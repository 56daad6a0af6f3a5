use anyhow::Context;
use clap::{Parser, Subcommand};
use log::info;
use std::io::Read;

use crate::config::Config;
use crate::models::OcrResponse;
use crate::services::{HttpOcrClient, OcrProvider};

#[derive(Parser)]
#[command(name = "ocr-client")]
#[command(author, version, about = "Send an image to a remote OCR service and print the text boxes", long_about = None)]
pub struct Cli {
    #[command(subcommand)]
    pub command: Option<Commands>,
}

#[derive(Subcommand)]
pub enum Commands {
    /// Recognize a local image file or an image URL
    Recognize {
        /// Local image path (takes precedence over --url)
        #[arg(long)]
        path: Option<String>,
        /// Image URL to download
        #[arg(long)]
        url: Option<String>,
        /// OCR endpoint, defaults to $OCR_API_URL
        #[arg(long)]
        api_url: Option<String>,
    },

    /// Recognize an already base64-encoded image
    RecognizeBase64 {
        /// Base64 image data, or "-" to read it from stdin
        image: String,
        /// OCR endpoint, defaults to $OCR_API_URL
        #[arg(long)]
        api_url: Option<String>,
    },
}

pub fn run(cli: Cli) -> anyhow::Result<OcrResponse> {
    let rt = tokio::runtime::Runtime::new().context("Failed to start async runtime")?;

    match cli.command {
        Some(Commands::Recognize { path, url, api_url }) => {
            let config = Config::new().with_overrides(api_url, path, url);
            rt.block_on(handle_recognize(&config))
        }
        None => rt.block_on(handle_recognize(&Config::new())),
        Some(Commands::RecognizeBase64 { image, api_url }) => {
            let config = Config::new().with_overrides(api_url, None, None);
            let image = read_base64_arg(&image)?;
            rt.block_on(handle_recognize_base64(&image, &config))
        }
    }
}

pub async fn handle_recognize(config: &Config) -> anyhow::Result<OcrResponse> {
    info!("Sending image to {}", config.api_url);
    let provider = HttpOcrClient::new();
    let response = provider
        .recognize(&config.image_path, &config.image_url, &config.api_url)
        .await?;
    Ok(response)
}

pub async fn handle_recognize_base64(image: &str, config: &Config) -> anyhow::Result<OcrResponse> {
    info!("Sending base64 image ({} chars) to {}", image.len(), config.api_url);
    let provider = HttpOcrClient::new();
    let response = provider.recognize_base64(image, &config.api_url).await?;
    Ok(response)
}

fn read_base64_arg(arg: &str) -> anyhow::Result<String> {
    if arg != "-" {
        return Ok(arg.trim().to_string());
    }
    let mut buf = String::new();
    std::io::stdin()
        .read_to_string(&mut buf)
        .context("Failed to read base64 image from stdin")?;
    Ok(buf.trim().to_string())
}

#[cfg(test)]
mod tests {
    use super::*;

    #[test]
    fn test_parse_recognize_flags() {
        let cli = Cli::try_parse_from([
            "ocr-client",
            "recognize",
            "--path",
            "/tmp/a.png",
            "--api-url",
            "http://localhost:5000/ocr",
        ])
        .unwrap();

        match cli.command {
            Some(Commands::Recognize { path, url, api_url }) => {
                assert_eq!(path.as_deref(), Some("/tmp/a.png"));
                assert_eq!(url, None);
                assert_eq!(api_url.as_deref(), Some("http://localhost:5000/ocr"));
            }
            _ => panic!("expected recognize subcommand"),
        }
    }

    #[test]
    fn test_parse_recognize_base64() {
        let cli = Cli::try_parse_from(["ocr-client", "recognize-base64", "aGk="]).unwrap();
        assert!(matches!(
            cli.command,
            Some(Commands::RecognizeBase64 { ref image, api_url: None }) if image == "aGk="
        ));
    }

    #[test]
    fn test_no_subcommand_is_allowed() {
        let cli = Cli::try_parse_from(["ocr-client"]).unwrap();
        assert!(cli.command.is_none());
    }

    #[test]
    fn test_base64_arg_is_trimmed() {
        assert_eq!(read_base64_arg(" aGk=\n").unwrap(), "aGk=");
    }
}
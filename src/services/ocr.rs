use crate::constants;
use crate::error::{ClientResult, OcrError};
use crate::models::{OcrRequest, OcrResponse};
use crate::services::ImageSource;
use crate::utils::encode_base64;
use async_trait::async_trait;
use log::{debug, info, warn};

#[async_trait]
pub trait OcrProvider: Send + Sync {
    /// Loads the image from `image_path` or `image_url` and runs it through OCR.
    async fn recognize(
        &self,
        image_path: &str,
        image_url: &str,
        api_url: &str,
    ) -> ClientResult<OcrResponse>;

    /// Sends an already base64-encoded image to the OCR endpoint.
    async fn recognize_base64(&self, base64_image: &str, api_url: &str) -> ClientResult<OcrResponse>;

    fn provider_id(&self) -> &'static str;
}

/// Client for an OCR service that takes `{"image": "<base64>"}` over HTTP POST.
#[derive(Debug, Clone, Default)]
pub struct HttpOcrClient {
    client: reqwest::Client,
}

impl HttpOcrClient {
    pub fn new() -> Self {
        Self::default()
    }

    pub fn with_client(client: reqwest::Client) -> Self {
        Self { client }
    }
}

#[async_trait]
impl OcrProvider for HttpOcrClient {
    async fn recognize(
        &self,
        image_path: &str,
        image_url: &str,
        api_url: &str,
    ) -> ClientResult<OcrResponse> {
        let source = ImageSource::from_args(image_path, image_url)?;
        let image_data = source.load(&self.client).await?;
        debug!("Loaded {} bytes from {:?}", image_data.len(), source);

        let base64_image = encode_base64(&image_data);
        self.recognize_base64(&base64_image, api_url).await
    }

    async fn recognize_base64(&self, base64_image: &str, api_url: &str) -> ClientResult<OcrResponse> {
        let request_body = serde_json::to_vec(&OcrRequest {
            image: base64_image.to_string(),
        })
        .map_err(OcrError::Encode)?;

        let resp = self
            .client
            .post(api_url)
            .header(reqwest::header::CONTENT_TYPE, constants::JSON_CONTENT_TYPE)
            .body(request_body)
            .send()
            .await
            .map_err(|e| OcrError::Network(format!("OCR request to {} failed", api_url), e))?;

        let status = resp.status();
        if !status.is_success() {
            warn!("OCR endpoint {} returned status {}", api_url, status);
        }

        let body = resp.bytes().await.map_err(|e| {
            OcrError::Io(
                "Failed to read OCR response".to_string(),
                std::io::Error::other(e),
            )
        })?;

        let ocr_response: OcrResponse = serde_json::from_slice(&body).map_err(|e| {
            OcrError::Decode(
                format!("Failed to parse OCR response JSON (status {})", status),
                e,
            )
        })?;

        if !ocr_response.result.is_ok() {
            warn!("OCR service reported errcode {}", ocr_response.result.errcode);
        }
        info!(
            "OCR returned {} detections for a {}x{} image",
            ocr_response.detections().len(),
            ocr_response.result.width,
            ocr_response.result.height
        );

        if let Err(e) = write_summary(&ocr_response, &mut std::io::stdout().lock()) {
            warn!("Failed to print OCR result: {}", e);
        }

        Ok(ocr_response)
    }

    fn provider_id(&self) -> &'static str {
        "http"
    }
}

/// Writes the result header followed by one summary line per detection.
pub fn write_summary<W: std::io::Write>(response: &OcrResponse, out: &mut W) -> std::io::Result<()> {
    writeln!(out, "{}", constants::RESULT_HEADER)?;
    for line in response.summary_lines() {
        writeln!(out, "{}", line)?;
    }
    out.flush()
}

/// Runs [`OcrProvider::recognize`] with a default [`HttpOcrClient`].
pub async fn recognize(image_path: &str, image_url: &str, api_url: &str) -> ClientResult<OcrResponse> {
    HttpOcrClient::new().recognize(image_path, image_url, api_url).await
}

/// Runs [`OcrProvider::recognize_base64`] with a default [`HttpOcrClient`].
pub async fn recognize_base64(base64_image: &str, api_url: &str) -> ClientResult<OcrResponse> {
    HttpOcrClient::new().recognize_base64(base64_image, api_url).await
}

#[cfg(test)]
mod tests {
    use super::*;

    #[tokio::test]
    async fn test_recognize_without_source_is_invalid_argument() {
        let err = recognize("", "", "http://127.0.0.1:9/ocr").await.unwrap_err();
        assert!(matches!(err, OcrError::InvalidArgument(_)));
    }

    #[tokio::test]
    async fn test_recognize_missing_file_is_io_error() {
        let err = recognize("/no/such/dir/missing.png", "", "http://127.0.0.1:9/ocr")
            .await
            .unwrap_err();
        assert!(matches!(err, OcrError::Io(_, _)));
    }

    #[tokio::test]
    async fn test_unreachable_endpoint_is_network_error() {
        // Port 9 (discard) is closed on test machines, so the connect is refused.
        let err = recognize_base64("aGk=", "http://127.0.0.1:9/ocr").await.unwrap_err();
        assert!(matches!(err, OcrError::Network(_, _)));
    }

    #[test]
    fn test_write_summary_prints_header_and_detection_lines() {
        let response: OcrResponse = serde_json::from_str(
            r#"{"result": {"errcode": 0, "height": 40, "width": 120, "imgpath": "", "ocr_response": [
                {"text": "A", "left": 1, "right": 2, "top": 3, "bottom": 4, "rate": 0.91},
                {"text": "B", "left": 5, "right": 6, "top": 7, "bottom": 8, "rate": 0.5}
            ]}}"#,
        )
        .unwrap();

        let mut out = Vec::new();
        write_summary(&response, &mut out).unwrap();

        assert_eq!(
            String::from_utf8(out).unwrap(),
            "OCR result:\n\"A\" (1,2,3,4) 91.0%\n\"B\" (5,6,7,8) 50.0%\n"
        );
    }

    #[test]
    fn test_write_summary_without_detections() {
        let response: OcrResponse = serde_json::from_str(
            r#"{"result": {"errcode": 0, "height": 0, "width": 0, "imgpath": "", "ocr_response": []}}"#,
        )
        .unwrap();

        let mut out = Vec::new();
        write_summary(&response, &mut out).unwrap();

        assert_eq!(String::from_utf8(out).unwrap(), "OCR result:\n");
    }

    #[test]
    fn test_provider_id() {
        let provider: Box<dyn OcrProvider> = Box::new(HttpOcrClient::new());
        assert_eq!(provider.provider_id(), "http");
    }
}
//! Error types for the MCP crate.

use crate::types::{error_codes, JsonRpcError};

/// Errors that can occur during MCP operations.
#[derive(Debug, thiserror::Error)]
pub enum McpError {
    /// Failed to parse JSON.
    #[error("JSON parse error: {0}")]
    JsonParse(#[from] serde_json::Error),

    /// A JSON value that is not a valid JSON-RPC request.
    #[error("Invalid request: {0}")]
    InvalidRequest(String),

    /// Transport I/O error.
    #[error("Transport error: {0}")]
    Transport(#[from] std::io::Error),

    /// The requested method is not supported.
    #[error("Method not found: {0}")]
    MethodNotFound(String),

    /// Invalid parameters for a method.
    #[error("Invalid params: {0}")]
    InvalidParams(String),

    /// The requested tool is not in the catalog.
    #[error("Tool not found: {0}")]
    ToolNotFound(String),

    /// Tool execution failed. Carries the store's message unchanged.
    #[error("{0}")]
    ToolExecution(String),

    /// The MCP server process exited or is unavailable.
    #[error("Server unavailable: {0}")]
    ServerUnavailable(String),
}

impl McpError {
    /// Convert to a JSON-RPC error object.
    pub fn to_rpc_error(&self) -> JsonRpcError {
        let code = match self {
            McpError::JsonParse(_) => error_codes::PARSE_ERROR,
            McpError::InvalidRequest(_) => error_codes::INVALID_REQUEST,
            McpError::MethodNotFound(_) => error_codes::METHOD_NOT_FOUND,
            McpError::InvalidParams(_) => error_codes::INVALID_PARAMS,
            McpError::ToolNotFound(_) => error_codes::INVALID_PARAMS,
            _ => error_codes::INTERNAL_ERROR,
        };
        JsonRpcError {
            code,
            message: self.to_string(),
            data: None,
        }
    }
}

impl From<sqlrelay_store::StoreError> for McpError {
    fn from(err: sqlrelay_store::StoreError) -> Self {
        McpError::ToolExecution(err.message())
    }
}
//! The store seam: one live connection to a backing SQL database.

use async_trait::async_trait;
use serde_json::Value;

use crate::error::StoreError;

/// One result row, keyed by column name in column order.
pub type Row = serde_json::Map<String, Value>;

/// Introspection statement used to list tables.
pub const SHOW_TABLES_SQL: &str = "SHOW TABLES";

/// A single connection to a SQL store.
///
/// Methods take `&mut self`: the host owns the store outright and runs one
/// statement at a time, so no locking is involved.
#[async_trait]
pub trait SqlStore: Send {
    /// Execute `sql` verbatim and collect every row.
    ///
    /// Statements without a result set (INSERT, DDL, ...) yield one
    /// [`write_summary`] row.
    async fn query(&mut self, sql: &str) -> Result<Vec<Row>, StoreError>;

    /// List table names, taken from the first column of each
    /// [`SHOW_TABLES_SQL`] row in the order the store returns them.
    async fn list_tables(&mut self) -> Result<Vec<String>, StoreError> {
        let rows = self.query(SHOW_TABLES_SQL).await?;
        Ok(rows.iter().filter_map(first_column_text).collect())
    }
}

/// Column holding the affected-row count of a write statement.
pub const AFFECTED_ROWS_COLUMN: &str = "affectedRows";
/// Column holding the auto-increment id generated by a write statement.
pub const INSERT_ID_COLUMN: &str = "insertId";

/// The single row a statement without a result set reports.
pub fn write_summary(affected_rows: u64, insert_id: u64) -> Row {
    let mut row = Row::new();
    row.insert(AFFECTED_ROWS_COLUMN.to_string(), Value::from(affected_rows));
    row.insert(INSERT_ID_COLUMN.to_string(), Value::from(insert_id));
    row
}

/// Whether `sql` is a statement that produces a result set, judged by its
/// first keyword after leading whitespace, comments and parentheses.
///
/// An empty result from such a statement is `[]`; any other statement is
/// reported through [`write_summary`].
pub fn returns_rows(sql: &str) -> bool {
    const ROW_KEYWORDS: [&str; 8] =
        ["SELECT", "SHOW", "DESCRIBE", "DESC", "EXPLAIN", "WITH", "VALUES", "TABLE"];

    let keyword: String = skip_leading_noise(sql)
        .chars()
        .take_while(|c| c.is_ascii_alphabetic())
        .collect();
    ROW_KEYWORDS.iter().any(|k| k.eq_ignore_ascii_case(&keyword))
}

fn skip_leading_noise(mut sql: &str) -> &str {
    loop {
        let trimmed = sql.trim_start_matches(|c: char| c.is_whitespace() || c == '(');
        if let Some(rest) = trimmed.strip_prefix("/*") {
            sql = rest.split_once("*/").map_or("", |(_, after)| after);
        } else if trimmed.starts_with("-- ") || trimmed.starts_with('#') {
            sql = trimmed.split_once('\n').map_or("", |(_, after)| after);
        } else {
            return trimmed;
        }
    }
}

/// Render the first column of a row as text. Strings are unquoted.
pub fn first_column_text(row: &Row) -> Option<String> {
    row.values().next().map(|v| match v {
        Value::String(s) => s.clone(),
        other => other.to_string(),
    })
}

____

* **REQUIRED ACTION**
When the line with "a SQL store." is reached in the data above, start copying there, and copy each line exactly until the line with "async fn list_tables(&mut" has been copied; copy nothing else.

* **REPLY**
/// A single connection to a SQL store.
///
/// Methods take `&mut self`: the host owns the store outright and runs one
/// statement at a time, so no locking is involved.
#[async_trait]
pub trait SqlStore: Send {
    /// Execute `sql` verbatim and collect every row.
    ///
    /// Statements without a result set (INSERT, DDL, ...) yield one
    /// [`write_summary`] row.
    async fn query(&mut self, sql: &str) -> Result<Vec<Row>, StoreError>;

    /// List table names, taken from the first column of each
    /// [`SHOW_TABLES_SQL`] row in the order the store returns them.
    async fn list_tables(&mut self) -> Result<Vec<String>, StoreError> {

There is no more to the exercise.